The transactions between the Pattersons, Brittenum and the debtor did not relate to investment trading or participation in the securities market on the Pattersons' behalf. The Pattersons agreed to transfer the securities to Brittenum for a fixed return, and the Pattersons even insisted that the securities be placed in a safe deposit box, as opposed to traded in the market for their benefit. The Pattersons were investors in the sense that they invested in the debtor, through its sole shareholder in the form of loans. But the Pattersons did not invest through the debtor, and, therefore, no fiduciary relationship was created which could afford them SIPA protection.
The fact that the Pattersons were unsophisticated in securities matters and were misinformed by Brittenum is unfortunate, but it is not relevant to the issue of whether they were customers of the debtor; the nature of the transactions determines customer status.
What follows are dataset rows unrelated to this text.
//! Small string helpers for logging and console output.

/// Truncate a string for logging purposes.
///
/// Long strings are cut to at most `max` bytes (backing off to the previous
/// character boundary) with an ellipsis and byte count appended.
///
/// # Examples
///
/// ```ignore
/// assert_eq!(truncate_for_log("short", 100), "short");
/// assert_eq!(truncate_for_log(&"a".repeat(500), 10), "aaaaaaaaaa…(+490 bytes)");
/// ```
pub fn truncate_for_log(s: &str, max: usize) -> String {
    if s.len() <= max {
        return s.to_string();
    }
    let mut cut = max;
    while !s.is_char_boundary(cut) {
        cut -= 1;
    }
    format!("{}…(+{} bytes)", &s[..cut], s.len() - cut)
}

/// Frame `text` between two rules of `=` for console display.
pub fn framed(text: &str) -> String {
    let rule = "=".repeat(50);
    format!("\n{rule}\n{text}\n{rule}\n")
}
The Pattersons were induced to loan their securities to Brittenum with the promise of an enhanced rate of interest, and they were fully informed that Brittenum intended to assign the securities to the debtor in order to increase the debtor's capital base. The Pattersons' risk of loss increased when they gave up possession of their interest bearing securities in exchange for Brittenum's notes, which, although increasing the Pattersons' potential rate of return, depended on the debtor's solvency for payment. Even unsophisticated investors realize that as the promised rate of return on an investment increases, so does the risk attendant to that investment.
The Pattersons made indirect loans to the debtor through Brittenum, and they are not in that class of investors which SIPA was designed to protect. See SEC v. F.O. Baroff Co., 497 F.2d at 284; In re Hanover Square Securities, 55 B.R. at 239-40; SIPC v. Executives Securities Corp., 556 F.2d 98, 99 (2nd Cir.1977). "SIPA was not designed to provide full protection to all victims of a brokerage collapse." SEC v. Packer, Wilbur & Co., 498 F.2d 978, 983 (2nd Cir.1974).
The claims of the Pattersons are determined not to be claims of customers.
IT IS SO ORDERED.
NOTES
[1]  On July 1, 1985, at Lloyd Patterson's request, the debtor sold one of the U.S. treasury notes and issued a check to Lloyd Patterson for the proceeds. The debtor then purchased new treasury notes at the request of Lloyd Patterson for $62,004.62. This transaction was reflected in the stock records of the debtor and a confirmation slip was issued by the debtor, reflecting Lloyd Patterson's trading account number. Lloyd Patterson then executed an assignment of the newly purchased U.S. treasury notes to Brittenum, who subsequently reassigned them to the debtor. No other transaction is reflected in Lloyd Patterson's account.